What the exercise asks: Reproduce the entries shown below only from the line with "filename src/monitor/controller.rs" down to the line with "use crate::metrics::MonitorSnapshot;", keeping both end lines and copying each one exactly.

Entries taken from a collection
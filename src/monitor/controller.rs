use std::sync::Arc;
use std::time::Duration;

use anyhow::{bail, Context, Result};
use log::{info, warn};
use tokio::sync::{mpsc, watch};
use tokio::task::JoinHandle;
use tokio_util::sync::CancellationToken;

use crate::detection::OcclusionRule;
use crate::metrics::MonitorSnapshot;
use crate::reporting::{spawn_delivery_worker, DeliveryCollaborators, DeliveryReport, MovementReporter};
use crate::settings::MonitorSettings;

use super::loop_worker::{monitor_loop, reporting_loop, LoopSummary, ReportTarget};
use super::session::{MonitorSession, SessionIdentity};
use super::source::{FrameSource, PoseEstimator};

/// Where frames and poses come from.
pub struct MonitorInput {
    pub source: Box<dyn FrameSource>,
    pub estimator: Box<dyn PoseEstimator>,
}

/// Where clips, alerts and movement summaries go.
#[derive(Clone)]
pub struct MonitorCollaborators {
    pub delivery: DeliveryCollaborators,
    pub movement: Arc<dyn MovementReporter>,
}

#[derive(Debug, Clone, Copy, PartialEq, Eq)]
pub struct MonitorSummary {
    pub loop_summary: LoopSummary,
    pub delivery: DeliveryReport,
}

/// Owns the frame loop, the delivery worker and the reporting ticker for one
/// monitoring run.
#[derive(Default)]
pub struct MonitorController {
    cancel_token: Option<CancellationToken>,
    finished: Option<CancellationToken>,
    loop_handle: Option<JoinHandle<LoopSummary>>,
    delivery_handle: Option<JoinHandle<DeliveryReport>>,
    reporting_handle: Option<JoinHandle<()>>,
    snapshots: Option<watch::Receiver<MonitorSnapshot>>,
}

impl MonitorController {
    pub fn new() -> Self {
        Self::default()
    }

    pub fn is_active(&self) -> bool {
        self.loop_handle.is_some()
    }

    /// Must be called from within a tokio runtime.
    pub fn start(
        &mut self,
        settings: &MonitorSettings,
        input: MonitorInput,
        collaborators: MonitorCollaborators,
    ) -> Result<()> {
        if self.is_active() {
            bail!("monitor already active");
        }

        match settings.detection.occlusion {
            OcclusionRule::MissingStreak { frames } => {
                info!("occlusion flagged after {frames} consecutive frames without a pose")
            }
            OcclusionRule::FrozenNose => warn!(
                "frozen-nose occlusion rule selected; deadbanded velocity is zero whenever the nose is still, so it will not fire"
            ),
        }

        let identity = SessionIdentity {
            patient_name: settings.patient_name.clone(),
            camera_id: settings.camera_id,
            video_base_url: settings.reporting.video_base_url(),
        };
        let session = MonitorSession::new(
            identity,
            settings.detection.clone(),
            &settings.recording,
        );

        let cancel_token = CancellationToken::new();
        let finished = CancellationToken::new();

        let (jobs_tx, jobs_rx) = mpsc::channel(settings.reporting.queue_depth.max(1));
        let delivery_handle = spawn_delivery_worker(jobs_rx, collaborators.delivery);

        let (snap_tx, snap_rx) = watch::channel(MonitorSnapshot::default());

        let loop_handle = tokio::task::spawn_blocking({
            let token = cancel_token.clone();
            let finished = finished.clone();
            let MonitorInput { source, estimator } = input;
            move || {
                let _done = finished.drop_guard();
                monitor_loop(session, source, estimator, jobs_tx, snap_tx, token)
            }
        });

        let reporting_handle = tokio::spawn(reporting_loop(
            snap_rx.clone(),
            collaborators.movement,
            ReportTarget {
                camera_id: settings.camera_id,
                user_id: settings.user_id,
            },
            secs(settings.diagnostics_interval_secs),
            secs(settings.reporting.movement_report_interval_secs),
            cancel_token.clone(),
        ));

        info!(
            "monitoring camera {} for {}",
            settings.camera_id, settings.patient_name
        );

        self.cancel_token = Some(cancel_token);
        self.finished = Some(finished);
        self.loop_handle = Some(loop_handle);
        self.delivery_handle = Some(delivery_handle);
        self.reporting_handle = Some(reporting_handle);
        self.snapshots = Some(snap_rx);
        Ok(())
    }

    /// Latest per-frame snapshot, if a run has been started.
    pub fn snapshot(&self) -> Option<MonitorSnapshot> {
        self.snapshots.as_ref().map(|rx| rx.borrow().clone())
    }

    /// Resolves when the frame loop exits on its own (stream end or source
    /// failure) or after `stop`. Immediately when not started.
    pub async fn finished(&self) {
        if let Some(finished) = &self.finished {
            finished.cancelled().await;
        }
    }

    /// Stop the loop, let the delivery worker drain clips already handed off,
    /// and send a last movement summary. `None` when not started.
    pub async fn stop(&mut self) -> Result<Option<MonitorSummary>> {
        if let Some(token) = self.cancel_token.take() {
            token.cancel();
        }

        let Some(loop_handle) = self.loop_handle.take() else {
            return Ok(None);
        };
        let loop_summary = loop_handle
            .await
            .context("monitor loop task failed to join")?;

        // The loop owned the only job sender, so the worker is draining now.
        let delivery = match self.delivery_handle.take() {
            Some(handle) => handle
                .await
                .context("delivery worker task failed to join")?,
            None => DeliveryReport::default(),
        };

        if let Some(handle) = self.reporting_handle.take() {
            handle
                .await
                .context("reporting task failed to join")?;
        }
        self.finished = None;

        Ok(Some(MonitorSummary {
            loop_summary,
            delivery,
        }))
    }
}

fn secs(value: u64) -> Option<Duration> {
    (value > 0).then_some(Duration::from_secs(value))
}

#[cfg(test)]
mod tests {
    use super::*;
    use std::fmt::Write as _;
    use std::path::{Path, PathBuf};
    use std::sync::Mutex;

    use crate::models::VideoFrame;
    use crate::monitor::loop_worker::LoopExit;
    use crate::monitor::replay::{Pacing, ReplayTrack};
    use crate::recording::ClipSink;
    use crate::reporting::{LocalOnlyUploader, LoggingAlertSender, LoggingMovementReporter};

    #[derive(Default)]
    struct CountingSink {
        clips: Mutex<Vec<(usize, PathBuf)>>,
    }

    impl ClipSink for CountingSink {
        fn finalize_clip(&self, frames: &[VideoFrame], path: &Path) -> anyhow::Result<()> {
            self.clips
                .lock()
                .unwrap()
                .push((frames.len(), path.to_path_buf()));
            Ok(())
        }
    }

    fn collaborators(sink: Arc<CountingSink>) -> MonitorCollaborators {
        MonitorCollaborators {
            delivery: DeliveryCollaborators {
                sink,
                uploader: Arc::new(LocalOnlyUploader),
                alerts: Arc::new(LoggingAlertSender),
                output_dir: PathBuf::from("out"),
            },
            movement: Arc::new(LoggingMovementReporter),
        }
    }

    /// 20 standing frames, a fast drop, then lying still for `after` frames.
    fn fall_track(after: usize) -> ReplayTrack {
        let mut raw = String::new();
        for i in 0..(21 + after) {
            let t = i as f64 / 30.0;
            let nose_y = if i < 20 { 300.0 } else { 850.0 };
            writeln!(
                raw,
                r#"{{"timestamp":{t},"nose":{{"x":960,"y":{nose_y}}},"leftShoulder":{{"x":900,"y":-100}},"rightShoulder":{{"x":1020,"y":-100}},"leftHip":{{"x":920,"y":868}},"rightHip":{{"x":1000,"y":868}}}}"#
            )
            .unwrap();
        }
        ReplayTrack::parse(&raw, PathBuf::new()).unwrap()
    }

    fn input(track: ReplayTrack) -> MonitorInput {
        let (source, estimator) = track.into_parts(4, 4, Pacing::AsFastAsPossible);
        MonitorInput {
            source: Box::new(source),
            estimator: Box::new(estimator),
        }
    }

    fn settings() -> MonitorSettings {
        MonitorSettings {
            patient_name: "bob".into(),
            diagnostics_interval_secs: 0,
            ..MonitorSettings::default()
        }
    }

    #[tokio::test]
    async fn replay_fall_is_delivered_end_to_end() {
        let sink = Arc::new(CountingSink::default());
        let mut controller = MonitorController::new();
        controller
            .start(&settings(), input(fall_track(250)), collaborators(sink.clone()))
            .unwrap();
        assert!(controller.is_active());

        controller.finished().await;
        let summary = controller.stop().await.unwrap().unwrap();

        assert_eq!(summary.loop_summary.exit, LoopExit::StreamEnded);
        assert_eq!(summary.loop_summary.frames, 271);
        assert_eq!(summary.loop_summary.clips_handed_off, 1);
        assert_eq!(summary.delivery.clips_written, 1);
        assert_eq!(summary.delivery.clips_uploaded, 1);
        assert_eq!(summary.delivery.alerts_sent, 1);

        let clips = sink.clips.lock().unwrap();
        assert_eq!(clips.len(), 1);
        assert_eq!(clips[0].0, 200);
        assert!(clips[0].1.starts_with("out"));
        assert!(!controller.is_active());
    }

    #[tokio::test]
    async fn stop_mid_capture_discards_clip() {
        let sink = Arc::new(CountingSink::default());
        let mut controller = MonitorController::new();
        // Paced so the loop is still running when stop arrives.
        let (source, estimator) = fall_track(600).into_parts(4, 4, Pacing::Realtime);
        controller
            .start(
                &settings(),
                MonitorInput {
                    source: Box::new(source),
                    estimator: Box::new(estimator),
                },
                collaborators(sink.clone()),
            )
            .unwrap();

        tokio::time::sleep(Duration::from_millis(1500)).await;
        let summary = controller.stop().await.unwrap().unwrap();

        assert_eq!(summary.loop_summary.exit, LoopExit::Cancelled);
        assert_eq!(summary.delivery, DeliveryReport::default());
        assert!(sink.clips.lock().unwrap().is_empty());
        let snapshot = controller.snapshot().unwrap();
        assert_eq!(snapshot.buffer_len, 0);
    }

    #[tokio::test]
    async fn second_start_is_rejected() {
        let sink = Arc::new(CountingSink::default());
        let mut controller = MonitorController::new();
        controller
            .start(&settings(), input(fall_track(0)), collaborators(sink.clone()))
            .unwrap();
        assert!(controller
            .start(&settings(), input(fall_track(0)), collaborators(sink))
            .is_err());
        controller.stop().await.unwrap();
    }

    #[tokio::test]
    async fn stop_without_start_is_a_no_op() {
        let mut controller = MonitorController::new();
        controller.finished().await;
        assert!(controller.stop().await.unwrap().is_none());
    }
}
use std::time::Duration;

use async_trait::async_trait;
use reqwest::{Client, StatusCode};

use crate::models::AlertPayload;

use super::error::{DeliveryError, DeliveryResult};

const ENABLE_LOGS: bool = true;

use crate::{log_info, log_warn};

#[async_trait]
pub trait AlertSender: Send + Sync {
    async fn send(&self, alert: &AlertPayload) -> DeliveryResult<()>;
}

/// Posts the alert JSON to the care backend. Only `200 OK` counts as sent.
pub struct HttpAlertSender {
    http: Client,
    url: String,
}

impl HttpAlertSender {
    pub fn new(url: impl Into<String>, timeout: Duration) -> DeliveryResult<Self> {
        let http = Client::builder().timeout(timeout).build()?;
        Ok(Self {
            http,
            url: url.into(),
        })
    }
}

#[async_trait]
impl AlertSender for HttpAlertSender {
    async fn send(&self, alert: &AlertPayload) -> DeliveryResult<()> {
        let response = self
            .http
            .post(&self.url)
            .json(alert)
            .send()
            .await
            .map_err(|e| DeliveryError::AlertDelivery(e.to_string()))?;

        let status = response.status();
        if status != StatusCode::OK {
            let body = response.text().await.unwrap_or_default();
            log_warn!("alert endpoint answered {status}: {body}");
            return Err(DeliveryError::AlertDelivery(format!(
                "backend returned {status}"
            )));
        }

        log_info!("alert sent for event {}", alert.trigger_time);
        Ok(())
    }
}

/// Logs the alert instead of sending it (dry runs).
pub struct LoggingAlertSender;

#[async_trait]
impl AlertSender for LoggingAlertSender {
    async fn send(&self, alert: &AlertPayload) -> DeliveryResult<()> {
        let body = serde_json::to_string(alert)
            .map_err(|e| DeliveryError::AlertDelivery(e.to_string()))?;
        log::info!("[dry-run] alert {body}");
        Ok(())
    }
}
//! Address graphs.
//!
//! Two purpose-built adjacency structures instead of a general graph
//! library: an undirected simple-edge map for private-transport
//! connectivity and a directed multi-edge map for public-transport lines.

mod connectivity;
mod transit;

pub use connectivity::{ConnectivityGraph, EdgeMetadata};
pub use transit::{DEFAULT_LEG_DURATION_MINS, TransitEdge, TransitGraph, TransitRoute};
---
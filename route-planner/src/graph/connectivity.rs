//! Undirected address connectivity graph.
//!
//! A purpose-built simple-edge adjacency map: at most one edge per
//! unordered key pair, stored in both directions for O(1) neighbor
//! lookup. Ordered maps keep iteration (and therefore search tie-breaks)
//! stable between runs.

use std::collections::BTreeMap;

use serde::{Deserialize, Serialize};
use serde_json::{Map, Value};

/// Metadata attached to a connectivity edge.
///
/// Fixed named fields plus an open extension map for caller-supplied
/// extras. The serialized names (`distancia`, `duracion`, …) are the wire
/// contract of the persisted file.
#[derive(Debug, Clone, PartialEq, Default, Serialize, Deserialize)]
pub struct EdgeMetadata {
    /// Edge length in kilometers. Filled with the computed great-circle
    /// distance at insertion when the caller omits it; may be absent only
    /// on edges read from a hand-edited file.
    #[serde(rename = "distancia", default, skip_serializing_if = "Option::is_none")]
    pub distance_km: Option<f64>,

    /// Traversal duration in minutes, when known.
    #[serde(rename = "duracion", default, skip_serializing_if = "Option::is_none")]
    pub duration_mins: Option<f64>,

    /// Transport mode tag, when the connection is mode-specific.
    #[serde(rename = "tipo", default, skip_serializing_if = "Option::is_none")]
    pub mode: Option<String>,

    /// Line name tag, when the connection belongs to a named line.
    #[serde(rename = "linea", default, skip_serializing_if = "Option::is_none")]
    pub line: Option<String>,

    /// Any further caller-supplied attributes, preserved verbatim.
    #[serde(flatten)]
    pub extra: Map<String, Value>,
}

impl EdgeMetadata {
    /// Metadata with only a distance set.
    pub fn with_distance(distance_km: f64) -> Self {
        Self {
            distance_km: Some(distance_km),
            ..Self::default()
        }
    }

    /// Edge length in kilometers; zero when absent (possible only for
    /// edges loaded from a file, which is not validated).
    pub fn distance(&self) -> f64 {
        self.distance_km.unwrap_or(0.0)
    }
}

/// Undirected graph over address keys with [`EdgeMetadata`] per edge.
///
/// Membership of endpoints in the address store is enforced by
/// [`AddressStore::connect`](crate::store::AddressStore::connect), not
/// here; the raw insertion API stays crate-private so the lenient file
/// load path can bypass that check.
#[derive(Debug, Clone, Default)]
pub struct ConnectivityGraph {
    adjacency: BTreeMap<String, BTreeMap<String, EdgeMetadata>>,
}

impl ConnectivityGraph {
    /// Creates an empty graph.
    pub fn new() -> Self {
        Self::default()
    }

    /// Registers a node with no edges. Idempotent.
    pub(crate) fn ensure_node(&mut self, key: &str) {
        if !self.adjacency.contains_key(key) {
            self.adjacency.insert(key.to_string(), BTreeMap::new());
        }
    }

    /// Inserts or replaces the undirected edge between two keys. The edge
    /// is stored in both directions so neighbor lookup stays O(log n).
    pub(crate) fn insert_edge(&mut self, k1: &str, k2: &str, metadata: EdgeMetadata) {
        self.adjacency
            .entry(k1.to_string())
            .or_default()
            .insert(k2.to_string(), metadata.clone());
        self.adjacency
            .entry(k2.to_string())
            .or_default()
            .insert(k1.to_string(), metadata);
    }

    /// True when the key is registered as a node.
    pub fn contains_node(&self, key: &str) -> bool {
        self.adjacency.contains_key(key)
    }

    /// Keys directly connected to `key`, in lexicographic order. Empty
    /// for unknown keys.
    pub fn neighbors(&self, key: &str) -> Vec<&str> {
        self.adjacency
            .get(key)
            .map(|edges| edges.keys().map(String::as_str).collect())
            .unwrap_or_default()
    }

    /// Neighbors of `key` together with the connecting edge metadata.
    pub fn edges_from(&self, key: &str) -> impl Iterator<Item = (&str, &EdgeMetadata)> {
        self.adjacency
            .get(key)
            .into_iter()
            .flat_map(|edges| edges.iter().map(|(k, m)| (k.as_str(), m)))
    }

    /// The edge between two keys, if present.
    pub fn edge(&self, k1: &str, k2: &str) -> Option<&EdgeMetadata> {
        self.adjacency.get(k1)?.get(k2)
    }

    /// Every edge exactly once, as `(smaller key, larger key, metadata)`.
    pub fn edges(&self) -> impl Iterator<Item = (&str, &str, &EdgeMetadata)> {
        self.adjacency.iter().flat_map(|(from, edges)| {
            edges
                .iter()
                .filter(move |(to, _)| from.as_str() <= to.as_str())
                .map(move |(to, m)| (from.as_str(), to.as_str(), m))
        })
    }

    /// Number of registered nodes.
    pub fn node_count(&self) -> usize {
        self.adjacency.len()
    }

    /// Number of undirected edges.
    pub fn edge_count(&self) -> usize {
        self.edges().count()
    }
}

Output of the exercise:
filename src/monitor/controller.rs
use std::sync::Arc;
use std::time::Duration;

use anyhow::{bail, Context, Result};
use log::{info, warn};
use tokio::sync::{mpsc, watch};
use tokio::task::JoinHandle;
use tokio_util::sync::CancellationToken;

use crate::detection::OcclusionRule;
use crate::metrics::MonitorSnapshot;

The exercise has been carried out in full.